*Your objective*. Verbatim, and with nothing else, reproduce the data below from its first line through the line containing "use serde::Deserialize;".

--------------------------------------------------

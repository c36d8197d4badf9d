//! Scalar functions routed through `libm` so the crate stays `no_std`.

use crate::Real;

#[cfg(not(feature = "f64"))]
mod imp {
    use super::Real;

    #[inline]
    pub fn sqrt(x: Real) -> Real {
        libm::sqrtf(x)
    }

    #[inline]
    pub fn abs(x: Real) -> Real {
        libm::fabsf(x)
    }

    #[inline]
    pub fn atan2(y: Real, x: Real) -> Real {
        libm::atan2f(y, x)
    }

    #[inline]
    pub fn asin(x: Real) -> Real {
        libm::asinf(x)
    }

    #[inline]
    pub fn sin(x: Real) -> Real {
        libm::sinf(x)
    }

    #[inline]
    pub fn cos(x: Real) -> Real {
        libm::cosf(x)
    }
}

#[cfg(feature = "f64")]
mod imp {
    use super::Real;

    #[inline]
    pub fn sqrt(x: Real) -> Real {
        libm::sqrt(x)
    }

    #[inline]
    pub fn abs(x: Real) -> Real {
        libm::fabs(x)
    }

    #[inline]
    pub fn atan2(y: Real, x: Real) -> Real {
        libm::atan2(y, x)
    }

    #[inline]
    pub fn asin(x: Real) -> Real {
        libm::asin(x)
    }

    #[inline]
    pub fn sin(x: Real) -> Real {
        libm::sin(x)
    }

    #[inline]
    pub fn cos(x: Real) -> Real {
        libm::cos(x)
    }
}

pub(crate) use imp::{abs, asin, atan2, cos, sin, sqrt};

/// `asin` with the argument clamped to `[-1, 1]`, so rounding on a unit
/// quaternion never produces `NaN` at gimbal lock.
#[inline]
pub(crate) fn asin_clamped(x: Real) -> Real {
    asin(x.clamp(-1.0, 1.0))
}
use std::path::{Path, PathBuf};

use eyre::WrapErr as _;
use serde::Deserialize;

const DEFAULT_CONFIG_PATH: &str = "data/config.json";
const DEFAULT_RUNTIME_VERSION: &str = "16.14.0";

/// Site-wide metadata, loaded once at startup and never mutated.
#[derive(Debug, Clone, Deserialize, PartialEq, Eq)]
pub struct SiteConfig {
    #[serde(default)]
    pub title: Option<String>,
    #[serde(default = "default_runtime_version")]
    pub runtime_version: String,
}

fn default_runtime_version() -> String {
    DEFAULT_RUNTIME_VERSION.to_string()
}

impl Default for SiteConfig {
    fn default() -> Self {
        Self {
            title: None,
            runtime_version: default_runtime_version(),
        }
    }
}

impl SiteConfig {
    pub fn config_path() -> PathBuf {
        std::env::var("SITE_CONFIG")
            .map(PathBuf::from)
            .unwrap_or_else(|_| PathBuf::from(DEFAULT_CONFIG_PATH))
    }

    #[tracing::instrument(err)]
    pub fn load(path: &Path) -> eyre::Result<Self> {
        let raw = std::fs::read_to_string(path)
            .wrap_err_with(|| format!("Failed to read site config at {}", path.display()))?;
        let config: Self = serde_json::from_str(&raw)
            .wrap_err_with(|| format!("Failed to parse site config at {}", path.display()))?;

        tracing::info!(title = ?config.title, "Loaded site config");

        Ok(config)
    }

    pub fn from_env() -> eyre::Result<Self> {
        Self::load(&Self::config_path())
    }
}
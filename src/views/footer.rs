use chrono::{DateTime, Datelike, Utc};
use maud::{html, Markup, Render};

use crate::config::SiteConfig;

use super::external_link::ExternalLink;

const NBSP: &str = "\u{a0}";

const GATSBY_URL: &str = "https://www.gatsbyjs.org/";
const REACT_URL: &str = "https://reactjs.org/";
const GITHUB_URL: &str = "https://www.github.com/";
const SOURCE_URL: &str = "https://github.com/hfxiang93/my-blog";
const SOURCE_LABEL: &str = "calpa/gatsby-starter-calpa-blog";
const PROFILE_URL: &str = "https://github.com/hfxiang93";
const PROFILE_LABEL: &str = "©hfxiang93";
const THEME_CREDIT: &str = "Theme by xianghaifeng";

/// Class names applied to each node of the footer.
#[derive(Debug, Clone, PartialEq, Eq)]
pub struct FooterClasses {
    pub footer: &'static str,
    pub container: &'static str,
    pub row: &'static str,
    pub column: &'static str,
    pub architecture: &'static str,
    pub copyright: &'static str,
}

impl Default for FooterClasses {
    fn default() -> Self {
        Self {
            footer: "footer",
            container: "container",
            row: "row",
            column: "col-sm-12 text-center",
            architecture: "architecture",
            copyright: "copyright",
        }
    }
}

pub struct Footer {
    title: Option<String>,
    runtime_version: String,
    year: i32,
    classes: FooterClasses,
}

impl Footer {
    pub fn new(config: &SiteConfig, now: DateTime<Utc>) -> Self {
        Self::with_classes(config, now, FooterClasses::default())
    }

    pub fn with_classes(config: &SiteConfig, now: DateTime<Utc>, classes: FooterClasses) -> Self {
        Self {
            title: config.title.clone(),
            runtime_version: config.runtime_version.clone(),
            year: now.year(),
            classes,
        }
    }

    fn runtime_label(&self) -> String {
        format!("React {}", self.runtime_version)
    }
}

impl Render for Footer {
    fn render(&self) -> Markup {
        html! {
            footer class=(self.classes.footer) {
                div class=(self.classes.container) {
                    div class=(self.classes.row) {
                        div class=(self.classes.column) {
                            p class=(self.classes.architecture) {
                                "Build with" (NBSP)
                                (ExternalLink::new(GATSBY_URL, "GatsbyJS"))
                                (NBSP) "and" (NBSP)
                                (ExternalLink::new(REACT_URL, &self.runtime_label()))
                                "." (NBSP) "Hosted on" (NBSP)
                                (ExternalLink::new(GITHUB_URL, "github"))
                                br;
                                "The code is open source and available at" (NBSP)
                                (ExternalLink::new(SOURCE_URL, SOURCE_LABEL))
                            }
                            p class=(self.classes.copyright) {
                                (ExternalLink::new(PROFILE_URL, PROFILE_LABEL))
                                @if let Some(title) = &self.title {
                                    (title)
                                }
                                (self.year)
                                (THEME_CREDIT)
                            }
                        }
                    }
                }
            }
        }
    }
}

#[cfg(test)]
mod tests {
    use chrono::TimeZone as _;
    use pretty_assertions::assert_eq;

    use super::*;

    fn config(title: Option<&str>) -> SiteConfig {
        SiteConfig {
            title: title.map(str::to_string),
            runtime_version: "16.14.0".to_string(),
        }
    }

    fn in_year(year: i32) -> DateTime<Utc> {
        Utc.with_ymd_and_hms(year, 6, 15, 12, 0, 0).unwrap()
    }

    fn section<'a>(html: &'a str, open: &str) -> &'a str {
        let start = html.find(open).unwrap() + open.len();
        let end = start + html[start..].find("</p>").unwrap();
        &html[start..end]
    }

    /// Visible text of a fragment with every `<a>...</a>` removed.
    fn text_without_links(fragment: &str) -> String {
        let mut out = String::new();
        let mut rest = fragment;
        while let Some(start) = rest.find("<a ") {
            out.push_str(&rest[..start]);
            let end = rest[start..].find("</a>").unwrap();
            rest = &rest[start + end + "</a>".len()..];
        }
        out.push_str(rest);
        out
    }

    fn hrefs(fragment: &str) -> Vec<&str> {
        fragment
            .split("<a href=\"")
            .skip(1)
            .map(|s| &s[..s.find('"').unwrap()])
            .collect()
    }

    fn copyright(footer: &Footer) -> String {
        let html = footer.render().into_string();
        section(&html, r#"<p class="copyright">"#).to_string()
    }

    #[test]
    fn copyright_text_joins_title_year_and_credit() {
        let footer = Footer::new(&config(Some("MyBlog ")), in_year(2024));

        assert_eq!(
            text_without_links(&copyright(&footer)),
            "MyBlog 2024Theme by xianghaifeng"
        );
    }

    #[test]
    fn missing_title_leaves_just_the_year() {
        let footer = Footer::new(&config(None), in_year(2024));

        assert_eq!(
            text_without_links(&copyright(&footer)),
            "2024Theme by xianghaifeng"
        );
    }

    #[test]
    fn empty_title_is_rendered_as_is() {
        let footer = Footer::new(&config(Some("")), in_year(1999));

        assert_eq!(
            text_without_links(&copyright(&footer)),
            "1999Theme by xianghaifeng"
        );
    }

    #[test]
    fn copyright_links_to_profile() {
        let footer = Footer::new(&config(Some("MyBlog ")), in_year(2024));
        let copyright = copyright(&footer);

        assert_eq!(hrefs(&copyright), vec!["https://github.com/hfxiang93"]);
        assert!(copyright.starts_with("<a "));
        assert!(copyright.contains(">©hfxiang93</a>MyBlog 2024"));
    }

    #[test]
    fn attribution_has_four_links_in_order() {
        let html = Footer::new(&config(Some("MyBlog ")), in_year(2024))
            .render()
            .into_string();
        let architecture = section(&html, r#"<p class="architecture">"#);

        assert_eq!(
            hrefs(architecture),
            vec![
                "https://www.gatsbyjs.org/",
                "https://reactjs.org/",
                "https://www.github.com/",
                "https://github.com/hfxiang93/my-blog",
            ]
        );
        assert!(architecture.contains(">React 16.14.0</a>"));
        assert!(architecture.contains(">calpa/gatsby-starter-calpa-blog</a>"));
    }

    #[test]
    fn applies_class_name_contract() {
        let html = Footer::new(&config(None), in_year(2024))
            .render()
            .into_string();

        assert!(html.starts_with(
            r#"<footer class="footer"><div class="container"><div class="row"><div class="col-sm-12 text-center"><p class="architecture">"#
        ));
        assert!(html.contains(r#"<p class="copyright">"#));
        assert!(html.ends_with("</p></div></div></div></footer>"));
    }

    #[test]
    fn injected_classes_replace_defaults() {
        let classes = FooterClasses {
            footer: "site-footer",
            copyright: "legal",
            ..FooterClasses::default()
        };
        let html = Footer::with_classes(&config(None), in_year(2024), classes)
            .render()
            .into_string();

        assert!(html.starts_with(r#"<footer class="site-footer">"#));
        assert!(html.contains(r#"<p class="legal">"#));
        assert!(!html.contains(r#"class="copyright""#));
    }

    #[test]
    fn rendering_is_idempotent() {
        let config = config(Some("MyBlog "));
        let now = in_year(2024);

        assert_eq!(
            Footer::new(&config, now).render().into_string(),
            Footer::new(&config, now).render().into_string()
        );
    }

    #[test]
    fn advancing_a_year_only_changes_the_year() {
        let config = config(Some("MyBlog "));
        let this_year = Footer::new(&config, in_year(2024)).render().into_string();
        let next_year = Footer::new(&config, in_year(2025)).render().into_string();

        assert_eq!(this_year.replace("2024", "2025"), next_year);
        assert_eq!(this_year.len(), next_year.len());
    }

    #[test]
    fn title_is_escaped() {
        let footer = Footer::new(&config(Some("<Blog>")), in_year(2024));

        assert_eq!(
            text_without_links(&copyright(&footer)),
            "&lt;Blog&gt;2024Theme by xianghaifeng"
        );
    }
}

--------------------------------------------------

*Your solution*.
repository c36d8197d4badf9d
//! Scalar functions routed through `libm` so the crate stays `no_std`.

use crate::Real;

#[cfg(not(feature = "f64"))]
mod imp {
    use super::Real;

    #[inline]
    pub fn sqrt(x: Real) -> Real {
        libm::sqrtf(x)
    }

    #[inline]
    pub fn abs(x: Real) -> Real {
        libm::fabsf(x)
    }

    #[inline]
    pub fn atan2(y: Real, x: Real) -> Real {
        libm::atan2f(y, x)
    }

    #[inline]
    pub fn asin(x: Real) -> Real {
        libm::asinf(x)
    }

    #[inline]
    pub fn sin(x: Real) -> Real {
        libm::sinf(x)
    }

    #[inline]
    pub fn cos(x: Real) -> Real {
        libm::cosf(x)
    }
}

#[cfg(feature = "f64")]
mod imp {
    use super::Real;

    #[inline]
    pub fn sqrt(x: Real) -> Real {
        libm::sqrt(x)
    }

    #[inline]
    pub fn abs(x: Real) -> Real {
        libm::fabs(x)
    }

    #[inline]
    pub fn atan2(y: Real, x: Real) -> Real {
        libm::atan2(y, x)
    }

    #[inline]
    pub fn asin(x: Real) -> Real {
        libm::asin(x)
    }

    #[inline]
    pub fn sin(x: Real) -> Real {
        libm::sin(x)
    }

    #[inline]
    pub fn cos(x: Real) -> Real {
        libm::cos(x)
    }
}

pub(crate) use imp::{abs, asin, atan2, cos, sin, sqrt};

/// `asin` with the argument clamped to `[-1, 1]`, so rounding on a unit
/// quaternion never produces `NaN` at gimbal lock.
#[inline]
pub(crate) fn asin_clamped(x: Real) -> Real {
    asin(x.clamp(-1.0, 1.0))
}
use std::path::{Path, PathBuf};

use eyre::WrapErr as _;
use serde::Deserialize;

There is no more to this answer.